Kilometer 74
Tiga puluh orang meninggal dan 20 orang sisanya terluka. Sopir beserta kondekturnya—yang juga merangkap sebagai pemandu—selamat. Tidak ada kesalahan teknis, kata polisi, kecelakaan murni akibat kesalahan sopir.
Aku bisa melihat bunga-bunga yang ditabur sepanjang Kilometer 74 ini ....
Seminggu sebelumnya, salah satu bus yang mengantar turis oleng, kehilangan kendali dan menabrak pembatas jalan, terjun ke jurang bersama seluruh muatannya. Tiga puluh orang meninggal dan 20 orang sisanya terluka dan sopir beserta kondekturnya—yang juga merangkap sebagai pemandu—selamat. Tidak ada kesalahan teknis, kata polisi, kecelakaan murni akibat kesalahan sopir yang tidak melambatkan laju dan membunyikan klakson sebanyak tiga kali di Kilometer 74 itu.
Sebab, sebulan sebelum kecelakaan itu terjadi, salah satu bus mini yang juga mengantar turis mengalami hal serupa. Bahkan, sekitar 3 bulan dan setahun lalu kecelakaan juga menimpa bus dan mobil van keluarga. Tepat di Kilometer 74 dan satu-satunya alasan yang dikemukakan selalu sama: mereka tidak melambatkan laju dan membunyikan klakson tiga kali di awal kilometer.
Aku bisa melihat bunga-bunga itu dengan jelas sebab bus yang kutumpangi ini benar-benar melambatkan lajunya—bahkan sangat pelan hingga terasa nyaris berhenti—kemudian membunyikan klakson sebanyak tiga kali.
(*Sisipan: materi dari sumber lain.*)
// ---------------------------------------------------------------------------
// DirectoryStore
// ---------------------------------------------------------------------------

#[async_trait]
impl DirectoryStore for MemStore {
    async fn sub_device_by_ble_addr(&self, ble_addr: &str) -> StoreResult<Option<SubDeviceDoc>> {
        Ok(self.inner.lock().unwrap().sub_devices.get(ble_addr).cloned())
    }

    async fn patient_by_sub_device_mac(&self, mac: &str) -> StoreResult<Option<PatientDoc>> {
        Ok(self
            .inner
            .lock()
            .unwrap()
            .patients
            .values()
            .find(|p| p.matches_sub_device_mac(mac))
            .cloned())
    }

    async fn patient_by_gateway_mac(&self, mac: &str) -> StoreResult<Option<PatientDoc>> {
        Ok(self
            .inner
            .lock()
            .unwrap()
            .patients
            .values()
            .find(|p| p.ava_mac_address.as_deref() == Some(mac))
            .cloned())
    }

    async fn patient_by_watch_imei(&self, imei: &str) -> StoreResult<Option<PatientDoc>> {
        Ok(self
            .inner
            .lock()
            .unwrap()
            .patients
            .values()
            .find(|p| p.watch_mac_address.as_deref() == Some(imei))
            .cloned())
    }

    async fn patient_by_id(&self, patient_id: &str) -> StoreResult<Option<PatientDoc>> {
        Ok(self.inner.lock().unwrap().patients.get(patient_id).cloned())
    }

    async fn patient_by_citizen_id(&self, citizen_id: &str) -> StoreResult<Option<PatientDoc>> {
        Ok(self
            .inner
            .lock()
            .unwrap()
            .patients
            .values()
            .find(|p| p.citizen_id.as_deref() == Some(citizen_id))
            .cloned())
    }

    async fn watch_by_imei(&self, imei: &str) -> StoreResult<Option<WatchDoc>> {
        Ok(self.inner.lock().unwrap().watches.get(imei).cloned())
    }

    async fn kiosk_by_mac(&self, mac: &str) -> StoreResult<Option<KioskDoc>> {
        Ok(self.inner.lock().unwrap().kiosks.get(mac).cloned())
    }

    async fn hospital_by_id(&self, hospital_id: &str) -> StoreResult<Option<HospitalDoc>> {
        Ok(self.inner.lock().unwrap().hospitals.get(hospital_id).cloned())
    }

    async fn hospital_by_gateway_mac(&self, mac: &str) -> StoreResult<Option<HospitalDoc>> {
        Ok(self
            .inner
            .lock()
            .unwrap()
            .hospitals
            .values()
            .find(|h| h.mac_hv01_box.as_deref() == Some(mac))
            .cloned())
    }

    async fn gateway_registry_by_mac(&self, mac: &str) -> StoreResult<Option<GatewayRegistryDoc>> {
        Ok(self.inner.lock().unwrap().gateway_registry.get(mac).cloned())
    }

    async fn create_unregistered_patient(
        &self,
        scaffold: UnregisteredPatient,
    ) -> StoreResult<PatientDoc> {
        let mut state = self.inner.lock().unwrap();
        // Citizen-id uniqueness: a concurrent create wins and is reused.
        if let Some(existing) = state
            .patients
            .values()
            .find(|p| p.citizen_id.as_deref() == Some(scaffold.citizen_id.as_str()))
        {
            return Ok(existing.clone());
        }
        let patient = PatientDoc {
            patient_id: Uuid::new_v4().to_string(),
            name: NameDoc {
                marker: Some(UNREGISTERED_MARKER.to_owned()),
                ..NameDoc::default()
            },
            citizen_id: Some(scaffold.citizen_id),
            hospital_id: scaffold.hospital_id,
            created_by: Some("kiosk".to_owned()),
            ..PatientDoc::default()
        };
        state
            .patients
            .insert(patient.patient_id.clone(), patient.clone());
        Ok(patient)
    }

    async fn operator_by_token_hash(&self, hash: &str) -> StoreResult<Option<OperatorTokenDoc>> {
        Ok(self
            .inner
            .lock()
            .unwrap()
            .operator_tokens
            .get(hash)
            .filter(|t| !t.revoked)
            .cloned())
    }
}

// ---------------------------------------------------------------------------
// ObservationStore
// ---------------------------------------------------------------------------

fn key_tuple(key: &DuplicateKey) -> (String, DateTime<Utc>, ObservationType, String) {
    (
        key.source_device_id.clone(),
        key.measured_at,
        key.observation_type,
        key.raw_fingerprint.clone(),
    )
}
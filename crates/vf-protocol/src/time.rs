//! Source timestamp handling.
//!
//! Devices report either epoch seconds (already UTC) or wall-clock
//! strings in the deployment time zone (Asia/Bangkok).  This is the
//! only place a named zone is applied; everything downstream is UTC.

use crate::decode::DecodeError;
use chrono::{DateTime, NaiveDateTime, TimeZone, Utc};
use chrono_tz::Asia::Bangkok;
use serde::{Deserialize, Serialize};

/// Wall-clock format used by watch payloads, e.g. `13/07/2025 08:50:59`.
const LOCAL_FORMAT: &str = "%d/%m/%Y %H:%M:%S";

/// Interpret epoch seconds as UTC.
pub fn from_epoch_seconds(secs: i64) -> Result<DateTime<Utc>, DecodeError> {
    Utc.timestamp_opt(secs, 0)
        .single()
        .ok_or_else(|| DecodeError::Time(format!("epoch seconds out of range: {secs}")))
}

/// Parse a `dd/mm/yyyy HH:MM:SS` string as Asia/Bangkok local time and
/// convert to UTC.
pub fn parse_device_local(s: &str) -> Result<DateTime<Utc>, DecodeError> {
    let naive = NaiveDateTime::parse_from_str(s.trim(), LOCAL_FORMAT)
        .map_err(|e| DecodeError::Time(format!("`{s}`: {e}")))?;
    // Bangkok has no DST; a local timestamp maps to exactly one instant.
    let local = Bangkok
        .from_local_datetime(&naive)
        .single()
        .ok_or_else(|| DecodeError::Time(format!("`{s}` is not a valid Bangkok local time")))?;
    Ok(local.with_timezone(&Utc))
}

/// A time field that arrives either as epoch seconds or as a local
/// wall-clock string.
#[derive(Debug, Clone, PartialEq, Serialize, Deserialize)]
#[serde(untagged)]
pub enum TimeField {
    Epoch(i64),
    Local(String),
}

impl TimeField {
    pub fn to_utc(&self) -> Result<DateTime<Utc>, DecodeError> {
        match self {
            TimeField::Epoch(secs) => from_epoch_seconds(*secs),
            TimeField::Local(s) => parse_device_local(s),
        }
    }

    pub fn from_utc(ts: DateTime<Utc>) -> TimeField {
        TimeField::Epoch(ts.timestamp())
    }
}

#[cfg(test)]
mod tests {
    use super::*;

    #[test]
    fn epoch_seconds_are_utc() {
        let ts = from_epoch_seconds(1_836_942_771).unwrap();
        assert_eq!(ts.to_rfc3339(), "2028-03-14T06:32:51+00:00");
    }

    #[test]
    fn local_strings_shift_back_seven_hours() {
        // 08:50:59 Bangkok == 01:50:59 UTC.
        let ts = parse_device_local("13/07/2025 08:50:59").unwrap();
        assert_eq!(ts.to_rfc3339(), "2025-07-13T01:50:59+00:00");
    }

    #[test]
    fn malformed_local_strings_are_rejected() {
        assert!(parse_device_local("2025-07-13T08:50:59").is_err());
        assert!(parse_device_local("32/13/2025 99:99:99").is_err());
    }

    #[test]
    fn time_field_accepts_both_forms() {
        let epoch: TimeField = serde_json::from_str("1836942771").unwrap();
        assert_eq!(epoch, TimeField::Epoch(1_836_942_771));
        let local: TimeField = serde_json::from_str("\"13/07/2025 08:50:59\"").unwrap();
        assert_eq!(local, TimeField::Local("13/07/2025 08:50:59".to_owned()));
        assert_eq!(
            epoch.to_utc().unwrap().to_rfc3339(),
            "2028-03-14T06:32:51+00:00"
        );
    }
}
Kulihat beberapa penumpang agak kebingungan. Barangkali, pikir mereka, sesuatu telah menghalangi jalan bus ini.
Tapi jika kukatakan kilometer ini berhantu, barangkali mereka justru akan tertawa.
Penumpang di sampingku, seorang pelancong dari Sisilia, Italia, bernama Luigi—aku berkenalan dengannya saat kebingungan mencari meja sarapan dan wajah ramahnya (wajahnya cukup lucu; kadang memerah seperti lobster kukus dan berpipi gembul) seakan-akan menyuruhku menempati kursi kosong di depannya dan kami mengobrol cukup akrab meski bahasa Inggrisnya cukup payah dan akhirnya kami sepakat duduk di kursi yang sama di dalam bus—justru sedang asyik membaca buku.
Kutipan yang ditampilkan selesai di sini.